(Stored data)
::::::

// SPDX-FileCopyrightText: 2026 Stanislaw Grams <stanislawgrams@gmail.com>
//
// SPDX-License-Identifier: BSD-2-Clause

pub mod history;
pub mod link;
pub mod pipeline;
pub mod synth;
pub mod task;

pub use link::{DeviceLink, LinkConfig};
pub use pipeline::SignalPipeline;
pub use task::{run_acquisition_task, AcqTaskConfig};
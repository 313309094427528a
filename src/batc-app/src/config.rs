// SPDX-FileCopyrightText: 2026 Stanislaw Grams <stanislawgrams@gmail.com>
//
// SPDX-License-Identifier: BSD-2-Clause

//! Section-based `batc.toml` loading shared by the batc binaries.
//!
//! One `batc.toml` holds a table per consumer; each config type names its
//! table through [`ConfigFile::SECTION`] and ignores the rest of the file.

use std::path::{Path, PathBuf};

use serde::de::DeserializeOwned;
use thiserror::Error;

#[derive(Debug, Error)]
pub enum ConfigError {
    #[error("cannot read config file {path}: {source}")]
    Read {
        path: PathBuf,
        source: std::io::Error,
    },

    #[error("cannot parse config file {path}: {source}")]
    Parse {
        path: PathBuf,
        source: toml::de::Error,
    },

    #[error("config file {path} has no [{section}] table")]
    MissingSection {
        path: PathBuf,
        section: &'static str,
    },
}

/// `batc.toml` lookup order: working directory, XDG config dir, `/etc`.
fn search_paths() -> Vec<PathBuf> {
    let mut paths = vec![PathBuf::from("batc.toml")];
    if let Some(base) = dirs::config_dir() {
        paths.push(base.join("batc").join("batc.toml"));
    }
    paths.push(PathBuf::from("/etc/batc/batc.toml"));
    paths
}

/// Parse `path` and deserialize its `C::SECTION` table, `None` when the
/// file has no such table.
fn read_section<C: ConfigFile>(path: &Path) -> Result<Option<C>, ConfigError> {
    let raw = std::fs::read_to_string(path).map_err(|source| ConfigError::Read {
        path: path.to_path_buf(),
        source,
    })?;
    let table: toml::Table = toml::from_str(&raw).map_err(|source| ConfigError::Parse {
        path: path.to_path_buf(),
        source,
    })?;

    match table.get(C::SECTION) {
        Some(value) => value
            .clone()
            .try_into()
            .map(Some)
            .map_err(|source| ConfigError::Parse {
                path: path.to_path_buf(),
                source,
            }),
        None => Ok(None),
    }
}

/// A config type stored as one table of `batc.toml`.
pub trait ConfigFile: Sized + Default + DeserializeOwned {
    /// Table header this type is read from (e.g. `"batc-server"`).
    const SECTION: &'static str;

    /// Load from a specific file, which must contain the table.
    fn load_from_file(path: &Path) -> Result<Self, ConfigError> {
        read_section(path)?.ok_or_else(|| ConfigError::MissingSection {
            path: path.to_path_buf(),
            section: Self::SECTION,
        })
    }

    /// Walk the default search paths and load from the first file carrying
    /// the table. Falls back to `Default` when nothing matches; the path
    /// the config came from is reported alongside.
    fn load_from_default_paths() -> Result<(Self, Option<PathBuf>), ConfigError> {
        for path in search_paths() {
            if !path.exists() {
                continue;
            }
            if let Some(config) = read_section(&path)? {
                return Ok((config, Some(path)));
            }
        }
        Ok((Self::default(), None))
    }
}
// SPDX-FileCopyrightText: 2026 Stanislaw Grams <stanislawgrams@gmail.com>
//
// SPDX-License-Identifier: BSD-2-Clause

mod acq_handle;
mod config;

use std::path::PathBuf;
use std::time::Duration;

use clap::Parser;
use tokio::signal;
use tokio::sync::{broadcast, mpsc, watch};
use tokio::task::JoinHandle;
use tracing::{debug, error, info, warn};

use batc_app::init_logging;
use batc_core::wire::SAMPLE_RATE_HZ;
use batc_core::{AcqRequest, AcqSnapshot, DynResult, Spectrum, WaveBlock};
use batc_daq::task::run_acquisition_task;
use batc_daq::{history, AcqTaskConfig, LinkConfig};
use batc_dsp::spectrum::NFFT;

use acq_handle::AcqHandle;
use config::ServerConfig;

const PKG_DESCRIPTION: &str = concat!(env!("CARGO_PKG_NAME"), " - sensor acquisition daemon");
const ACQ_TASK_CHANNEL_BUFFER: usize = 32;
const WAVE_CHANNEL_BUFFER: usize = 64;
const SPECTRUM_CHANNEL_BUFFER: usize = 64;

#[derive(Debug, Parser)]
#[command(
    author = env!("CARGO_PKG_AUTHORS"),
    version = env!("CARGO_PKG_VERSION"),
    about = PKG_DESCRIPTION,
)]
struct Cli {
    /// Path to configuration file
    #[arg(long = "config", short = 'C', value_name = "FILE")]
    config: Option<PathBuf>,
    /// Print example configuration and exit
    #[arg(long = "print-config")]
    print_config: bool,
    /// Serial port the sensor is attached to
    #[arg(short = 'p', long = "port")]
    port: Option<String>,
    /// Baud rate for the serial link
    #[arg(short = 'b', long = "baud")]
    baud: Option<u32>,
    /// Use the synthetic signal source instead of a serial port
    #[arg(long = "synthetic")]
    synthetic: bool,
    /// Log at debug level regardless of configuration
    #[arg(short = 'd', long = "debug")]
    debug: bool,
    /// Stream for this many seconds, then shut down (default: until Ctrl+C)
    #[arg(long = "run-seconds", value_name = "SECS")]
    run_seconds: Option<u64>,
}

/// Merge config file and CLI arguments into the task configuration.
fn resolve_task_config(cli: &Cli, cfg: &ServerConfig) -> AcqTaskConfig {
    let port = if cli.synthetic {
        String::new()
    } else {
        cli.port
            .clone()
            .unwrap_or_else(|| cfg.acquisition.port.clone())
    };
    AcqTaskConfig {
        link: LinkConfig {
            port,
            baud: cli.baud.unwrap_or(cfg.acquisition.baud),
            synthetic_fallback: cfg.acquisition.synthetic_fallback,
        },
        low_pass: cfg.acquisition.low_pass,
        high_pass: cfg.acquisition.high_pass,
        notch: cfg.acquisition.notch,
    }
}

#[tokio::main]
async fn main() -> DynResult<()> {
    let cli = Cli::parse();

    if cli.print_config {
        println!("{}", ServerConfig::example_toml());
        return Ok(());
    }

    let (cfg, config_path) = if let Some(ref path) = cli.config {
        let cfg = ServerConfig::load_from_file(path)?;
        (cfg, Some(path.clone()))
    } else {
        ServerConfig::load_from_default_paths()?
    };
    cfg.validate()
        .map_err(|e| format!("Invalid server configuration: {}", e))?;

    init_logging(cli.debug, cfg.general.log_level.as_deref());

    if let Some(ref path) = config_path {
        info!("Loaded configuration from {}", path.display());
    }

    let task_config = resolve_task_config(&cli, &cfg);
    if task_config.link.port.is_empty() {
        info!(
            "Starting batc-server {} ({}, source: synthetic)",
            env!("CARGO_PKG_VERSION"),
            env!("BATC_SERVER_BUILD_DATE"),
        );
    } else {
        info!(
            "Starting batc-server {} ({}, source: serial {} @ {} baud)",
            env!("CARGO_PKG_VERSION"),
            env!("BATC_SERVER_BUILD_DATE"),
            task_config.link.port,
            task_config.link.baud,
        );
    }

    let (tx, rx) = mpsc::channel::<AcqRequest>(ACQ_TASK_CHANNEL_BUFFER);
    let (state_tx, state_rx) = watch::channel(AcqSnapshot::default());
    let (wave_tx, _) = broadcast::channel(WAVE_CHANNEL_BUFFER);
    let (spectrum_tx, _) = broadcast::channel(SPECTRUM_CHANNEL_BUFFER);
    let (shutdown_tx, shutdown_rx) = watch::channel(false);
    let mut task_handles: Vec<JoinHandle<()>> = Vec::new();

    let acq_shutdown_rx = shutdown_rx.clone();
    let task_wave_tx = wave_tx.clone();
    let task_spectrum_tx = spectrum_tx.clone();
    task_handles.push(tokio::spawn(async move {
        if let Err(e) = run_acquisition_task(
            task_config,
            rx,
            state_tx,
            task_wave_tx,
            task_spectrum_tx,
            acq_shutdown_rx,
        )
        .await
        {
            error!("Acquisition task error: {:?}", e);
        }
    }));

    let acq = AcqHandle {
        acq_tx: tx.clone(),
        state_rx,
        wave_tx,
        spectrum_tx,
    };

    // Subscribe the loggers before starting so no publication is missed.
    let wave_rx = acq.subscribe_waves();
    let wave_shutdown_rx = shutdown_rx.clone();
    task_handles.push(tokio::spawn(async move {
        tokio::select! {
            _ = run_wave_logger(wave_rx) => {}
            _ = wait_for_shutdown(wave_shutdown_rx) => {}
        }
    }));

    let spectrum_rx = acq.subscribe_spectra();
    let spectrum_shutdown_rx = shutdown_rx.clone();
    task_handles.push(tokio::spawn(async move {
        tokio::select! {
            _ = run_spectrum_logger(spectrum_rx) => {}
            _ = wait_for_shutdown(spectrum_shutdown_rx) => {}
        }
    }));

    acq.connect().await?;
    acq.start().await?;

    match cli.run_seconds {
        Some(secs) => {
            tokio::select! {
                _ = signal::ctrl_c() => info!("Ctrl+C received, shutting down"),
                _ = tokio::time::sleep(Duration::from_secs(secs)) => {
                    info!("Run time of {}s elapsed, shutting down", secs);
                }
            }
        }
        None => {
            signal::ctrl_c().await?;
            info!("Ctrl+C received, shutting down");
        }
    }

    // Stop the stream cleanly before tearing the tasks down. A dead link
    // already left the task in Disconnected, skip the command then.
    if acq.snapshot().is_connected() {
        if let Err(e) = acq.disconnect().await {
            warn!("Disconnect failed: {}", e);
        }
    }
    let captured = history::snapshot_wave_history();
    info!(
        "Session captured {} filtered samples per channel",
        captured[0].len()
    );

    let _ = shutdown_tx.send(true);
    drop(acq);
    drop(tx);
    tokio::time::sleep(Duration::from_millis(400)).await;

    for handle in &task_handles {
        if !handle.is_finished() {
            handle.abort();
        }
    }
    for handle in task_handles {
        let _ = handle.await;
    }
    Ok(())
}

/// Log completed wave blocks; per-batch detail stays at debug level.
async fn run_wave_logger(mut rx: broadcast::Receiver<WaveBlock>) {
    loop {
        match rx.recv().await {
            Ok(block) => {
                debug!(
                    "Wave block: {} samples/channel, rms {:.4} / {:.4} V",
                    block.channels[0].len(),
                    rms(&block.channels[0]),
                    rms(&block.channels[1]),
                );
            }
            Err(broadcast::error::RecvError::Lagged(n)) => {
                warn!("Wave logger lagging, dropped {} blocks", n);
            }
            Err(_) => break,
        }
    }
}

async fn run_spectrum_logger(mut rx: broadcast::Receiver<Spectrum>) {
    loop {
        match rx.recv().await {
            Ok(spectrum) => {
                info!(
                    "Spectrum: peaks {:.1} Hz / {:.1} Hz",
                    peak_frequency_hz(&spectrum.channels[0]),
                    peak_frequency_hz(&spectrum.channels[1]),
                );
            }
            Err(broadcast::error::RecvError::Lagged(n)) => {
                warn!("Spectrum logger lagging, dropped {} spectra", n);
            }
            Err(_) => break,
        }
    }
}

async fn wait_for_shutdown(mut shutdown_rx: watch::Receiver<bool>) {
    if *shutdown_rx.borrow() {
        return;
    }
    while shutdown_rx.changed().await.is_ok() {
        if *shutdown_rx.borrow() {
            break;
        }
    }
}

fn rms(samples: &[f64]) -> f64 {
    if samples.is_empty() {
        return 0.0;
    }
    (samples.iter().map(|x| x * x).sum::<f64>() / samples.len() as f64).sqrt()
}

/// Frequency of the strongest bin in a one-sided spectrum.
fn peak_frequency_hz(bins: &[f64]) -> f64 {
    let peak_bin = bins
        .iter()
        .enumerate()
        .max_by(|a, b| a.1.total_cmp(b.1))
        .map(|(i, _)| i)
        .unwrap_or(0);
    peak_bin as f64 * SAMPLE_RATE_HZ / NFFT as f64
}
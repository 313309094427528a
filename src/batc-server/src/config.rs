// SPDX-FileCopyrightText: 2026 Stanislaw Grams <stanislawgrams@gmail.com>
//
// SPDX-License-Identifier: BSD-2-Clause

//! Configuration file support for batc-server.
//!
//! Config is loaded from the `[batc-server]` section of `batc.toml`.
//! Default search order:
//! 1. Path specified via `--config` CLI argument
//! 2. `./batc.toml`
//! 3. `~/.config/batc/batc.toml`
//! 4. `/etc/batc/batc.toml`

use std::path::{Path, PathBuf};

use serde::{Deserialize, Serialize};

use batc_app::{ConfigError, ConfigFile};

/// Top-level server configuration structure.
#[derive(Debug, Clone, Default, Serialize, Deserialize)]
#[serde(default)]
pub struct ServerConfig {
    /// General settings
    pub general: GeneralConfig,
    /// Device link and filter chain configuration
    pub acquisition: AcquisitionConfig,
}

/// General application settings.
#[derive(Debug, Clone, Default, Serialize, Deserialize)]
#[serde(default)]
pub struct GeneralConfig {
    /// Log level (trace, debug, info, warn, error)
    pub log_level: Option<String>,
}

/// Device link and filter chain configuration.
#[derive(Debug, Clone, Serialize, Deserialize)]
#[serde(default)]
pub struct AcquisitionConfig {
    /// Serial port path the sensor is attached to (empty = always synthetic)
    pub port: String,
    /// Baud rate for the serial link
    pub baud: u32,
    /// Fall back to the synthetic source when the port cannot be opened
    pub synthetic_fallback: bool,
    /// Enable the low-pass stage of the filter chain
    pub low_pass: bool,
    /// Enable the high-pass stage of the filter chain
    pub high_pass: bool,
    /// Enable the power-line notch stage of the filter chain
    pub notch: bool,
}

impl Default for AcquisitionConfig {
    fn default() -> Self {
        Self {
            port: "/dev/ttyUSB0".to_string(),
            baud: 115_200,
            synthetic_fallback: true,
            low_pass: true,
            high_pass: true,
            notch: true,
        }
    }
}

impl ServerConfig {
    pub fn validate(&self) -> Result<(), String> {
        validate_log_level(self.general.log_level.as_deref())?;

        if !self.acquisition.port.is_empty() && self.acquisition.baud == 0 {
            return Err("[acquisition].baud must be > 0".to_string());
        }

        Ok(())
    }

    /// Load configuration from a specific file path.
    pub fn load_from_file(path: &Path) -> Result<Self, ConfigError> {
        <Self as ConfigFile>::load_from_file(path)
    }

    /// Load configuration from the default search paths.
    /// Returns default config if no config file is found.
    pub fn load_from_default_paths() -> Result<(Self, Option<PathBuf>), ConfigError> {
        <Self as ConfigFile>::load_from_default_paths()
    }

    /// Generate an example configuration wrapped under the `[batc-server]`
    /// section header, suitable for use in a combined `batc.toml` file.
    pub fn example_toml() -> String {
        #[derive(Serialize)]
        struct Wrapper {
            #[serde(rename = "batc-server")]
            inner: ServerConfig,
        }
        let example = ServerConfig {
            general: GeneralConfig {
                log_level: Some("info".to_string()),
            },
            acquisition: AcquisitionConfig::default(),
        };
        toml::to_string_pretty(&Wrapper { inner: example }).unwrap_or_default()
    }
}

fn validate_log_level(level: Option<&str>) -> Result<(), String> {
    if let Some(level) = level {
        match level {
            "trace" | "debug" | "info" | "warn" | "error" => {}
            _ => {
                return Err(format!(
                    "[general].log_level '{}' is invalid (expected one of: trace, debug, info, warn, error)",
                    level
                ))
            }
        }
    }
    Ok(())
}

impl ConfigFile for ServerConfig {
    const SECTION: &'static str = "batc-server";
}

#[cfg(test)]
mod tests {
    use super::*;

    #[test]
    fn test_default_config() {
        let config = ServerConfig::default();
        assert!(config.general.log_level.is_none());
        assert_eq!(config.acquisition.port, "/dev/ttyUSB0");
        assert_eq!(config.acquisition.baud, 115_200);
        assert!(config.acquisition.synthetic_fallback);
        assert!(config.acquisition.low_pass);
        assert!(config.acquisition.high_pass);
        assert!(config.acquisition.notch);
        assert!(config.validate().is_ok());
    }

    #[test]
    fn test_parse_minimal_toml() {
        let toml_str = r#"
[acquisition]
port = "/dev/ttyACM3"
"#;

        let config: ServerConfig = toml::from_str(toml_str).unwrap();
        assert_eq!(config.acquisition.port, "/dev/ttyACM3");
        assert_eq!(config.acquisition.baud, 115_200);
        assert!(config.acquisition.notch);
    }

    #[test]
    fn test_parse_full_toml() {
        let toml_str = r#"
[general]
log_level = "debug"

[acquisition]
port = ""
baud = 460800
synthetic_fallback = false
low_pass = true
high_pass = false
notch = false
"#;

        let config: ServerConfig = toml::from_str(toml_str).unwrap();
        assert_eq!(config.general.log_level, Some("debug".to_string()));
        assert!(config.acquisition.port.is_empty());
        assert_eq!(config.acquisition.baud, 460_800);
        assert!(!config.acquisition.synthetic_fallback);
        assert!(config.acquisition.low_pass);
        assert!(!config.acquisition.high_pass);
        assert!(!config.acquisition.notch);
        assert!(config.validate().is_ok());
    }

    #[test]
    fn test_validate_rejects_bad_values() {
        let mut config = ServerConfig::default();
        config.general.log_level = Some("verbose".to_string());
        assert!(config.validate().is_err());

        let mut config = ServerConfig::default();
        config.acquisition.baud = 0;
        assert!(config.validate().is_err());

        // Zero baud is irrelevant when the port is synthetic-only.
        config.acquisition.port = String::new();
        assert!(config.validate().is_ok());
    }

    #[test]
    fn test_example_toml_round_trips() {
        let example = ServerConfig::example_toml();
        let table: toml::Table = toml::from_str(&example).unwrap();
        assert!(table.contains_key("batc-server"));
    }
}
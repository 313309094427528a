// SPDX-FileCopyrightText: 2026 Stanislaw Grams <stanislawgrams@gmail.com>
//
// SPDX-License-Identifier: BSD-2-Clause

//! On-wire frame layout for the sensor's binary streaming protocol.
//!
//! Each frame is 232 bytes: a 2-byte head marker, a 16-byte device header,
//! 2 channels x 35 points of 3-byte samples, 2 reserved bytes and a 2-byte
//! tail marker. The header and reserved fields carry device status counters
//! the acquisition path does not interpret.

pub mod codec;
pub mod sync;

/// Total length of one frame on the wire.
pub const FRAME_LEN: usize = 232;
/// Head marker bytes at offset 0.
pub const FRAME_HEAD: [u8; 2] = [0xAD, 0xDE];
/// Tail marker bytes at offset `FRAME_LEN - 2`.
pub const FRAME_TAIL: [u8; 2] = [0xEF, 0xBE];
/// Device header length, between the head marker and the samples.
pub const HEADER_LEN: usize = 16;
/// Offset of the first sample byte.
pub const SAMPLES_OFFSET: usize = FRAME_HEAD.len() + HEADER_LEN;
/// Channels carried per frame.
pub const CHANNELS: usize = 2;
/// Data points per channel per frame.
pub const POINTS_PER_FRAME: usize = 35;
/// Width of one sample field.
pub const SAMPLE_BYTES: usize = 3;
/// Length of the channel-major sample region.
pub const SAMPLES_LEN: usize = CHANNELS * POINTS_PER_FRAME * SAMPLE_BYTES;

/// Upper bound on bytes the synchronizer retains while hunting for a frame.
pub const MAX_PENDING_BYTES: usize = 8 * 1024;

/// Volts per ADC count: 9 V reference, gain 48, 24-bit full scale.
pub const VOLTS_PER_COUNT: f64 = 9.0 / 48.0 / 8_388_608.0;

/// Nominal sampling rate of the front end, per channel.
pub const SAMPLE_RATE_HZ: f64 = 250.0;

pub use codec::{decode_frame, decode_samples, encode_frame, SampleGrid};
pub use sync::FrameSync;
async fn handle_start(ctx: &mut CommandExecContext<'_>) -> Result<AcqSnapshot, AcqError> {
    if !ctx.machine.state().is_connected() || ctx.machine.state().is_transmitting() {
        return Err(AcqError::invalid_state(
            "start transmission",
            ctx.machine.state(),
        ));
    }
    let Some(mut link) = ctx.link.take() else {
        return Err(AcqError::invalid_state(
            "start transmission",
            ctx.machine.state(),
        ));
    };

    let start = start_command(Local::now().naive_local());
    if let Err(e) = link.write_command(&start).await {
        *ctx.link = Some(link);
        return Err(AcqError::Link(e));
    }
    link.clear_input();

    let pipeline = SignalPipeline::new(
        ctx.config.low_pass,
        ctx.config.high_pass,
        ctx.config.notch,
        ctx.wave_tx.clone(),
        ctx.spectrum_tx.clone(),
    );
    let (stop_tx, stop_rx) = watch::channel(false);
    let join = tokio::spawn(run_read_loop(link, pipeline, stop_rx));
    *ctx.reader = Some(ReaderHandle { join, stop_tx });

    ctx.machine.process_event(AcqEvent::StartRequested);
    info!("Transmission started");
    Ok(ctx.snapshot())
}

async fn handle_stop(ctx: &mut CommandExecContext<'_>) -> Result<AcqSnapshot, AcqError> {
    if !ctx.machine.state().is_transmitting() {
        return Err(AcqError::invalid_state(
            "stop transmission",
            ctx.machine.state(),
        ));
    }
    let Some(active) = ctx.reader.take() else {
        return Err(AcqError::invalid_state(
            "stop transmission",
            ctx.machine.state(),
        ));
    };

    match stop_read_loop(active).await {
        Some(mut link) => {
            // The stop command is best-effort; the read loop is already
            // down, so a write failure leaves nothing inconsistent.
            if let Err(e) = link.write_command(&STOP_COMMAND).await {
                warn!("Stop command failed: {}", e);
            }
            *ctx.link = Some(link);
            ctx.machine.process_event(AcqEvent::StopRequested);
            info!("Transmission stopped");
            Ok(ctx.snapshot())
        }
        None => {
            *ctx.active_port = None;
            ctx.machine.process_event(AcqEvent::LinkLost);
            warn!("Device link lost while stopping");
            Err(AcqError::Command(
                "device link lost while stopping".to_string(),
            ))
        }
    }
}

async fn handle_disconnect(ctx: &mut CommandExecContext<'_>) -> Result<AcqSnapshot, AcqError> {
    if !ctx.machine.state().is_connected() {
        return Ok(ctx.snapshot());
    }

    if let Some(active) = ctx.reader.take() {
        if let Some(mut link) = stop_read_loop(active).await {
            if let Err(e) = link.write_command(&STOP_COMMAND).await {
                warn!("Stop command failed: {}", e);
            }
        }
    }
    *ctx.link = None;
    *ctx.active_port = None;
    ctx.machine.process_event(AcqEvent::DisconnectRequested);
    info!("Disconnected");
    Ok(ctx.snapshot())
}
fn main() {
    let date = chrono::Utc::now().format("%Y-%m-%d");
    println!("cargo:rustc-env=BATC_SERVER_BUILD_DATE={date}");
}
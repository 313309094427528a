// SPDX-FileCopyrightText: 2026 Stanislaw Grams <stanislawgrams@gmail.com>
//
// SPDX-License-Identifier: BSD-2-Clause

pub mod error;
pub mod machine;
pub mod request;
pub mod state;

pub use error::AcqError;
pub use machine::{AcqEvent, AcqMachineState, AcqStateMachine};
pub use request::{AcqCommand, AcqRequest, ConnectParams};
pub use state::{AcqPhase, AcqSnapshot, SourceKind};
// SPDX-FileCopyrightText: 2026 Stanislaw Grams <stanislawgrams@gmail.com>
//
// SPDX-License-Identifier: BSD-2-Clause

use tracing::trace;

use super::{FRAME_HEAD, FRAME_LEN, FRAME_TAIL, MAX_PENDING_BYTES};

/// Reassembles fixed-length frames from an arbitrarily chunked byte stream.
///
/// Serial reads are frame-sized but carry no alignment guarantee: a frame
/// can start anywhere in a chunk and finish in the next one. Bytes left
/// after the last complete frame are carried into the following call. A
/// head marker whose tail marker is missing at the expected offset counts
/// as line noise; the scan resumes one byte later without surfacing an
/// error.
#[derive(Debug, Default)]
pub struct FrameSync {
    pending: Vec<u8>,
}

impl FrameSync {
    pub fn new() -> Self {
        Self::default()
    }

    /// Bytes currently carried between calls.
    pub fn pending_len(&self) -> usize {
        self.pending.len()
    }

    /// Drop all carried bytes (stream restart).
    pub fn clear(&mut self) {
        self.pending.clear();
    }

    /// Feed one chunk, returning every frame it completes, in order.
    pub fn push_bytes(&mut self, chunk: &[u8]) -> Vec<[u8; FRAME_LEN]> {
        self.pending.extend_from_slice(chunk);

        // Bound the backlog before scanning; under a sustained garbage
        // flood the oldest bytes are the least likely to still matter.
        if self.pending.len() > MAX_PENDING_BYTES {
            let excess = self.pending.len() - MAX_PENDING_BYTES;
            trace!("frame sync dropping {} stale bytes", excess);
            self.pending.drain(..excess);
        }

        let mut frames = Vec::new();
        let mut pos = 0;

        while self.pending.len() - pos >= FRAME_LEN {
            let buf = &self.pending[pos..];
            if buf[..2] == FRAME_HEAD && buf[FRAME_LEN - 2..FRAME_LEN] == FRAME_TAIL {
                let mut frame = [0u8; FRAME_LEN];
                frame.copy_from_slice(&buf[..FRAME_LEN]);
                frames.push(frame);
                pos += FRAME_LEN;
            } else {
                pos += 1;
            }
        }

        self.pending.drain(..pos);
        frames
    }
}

::::::

Work to complete: Where a line of the records has the string "stage", return that line.

Result:
    /// Enable the low-pass stage of the filter chain
    /// Enable the high-pass stage of the filter chain
    /// Enable the power-line notch stage of the filter chain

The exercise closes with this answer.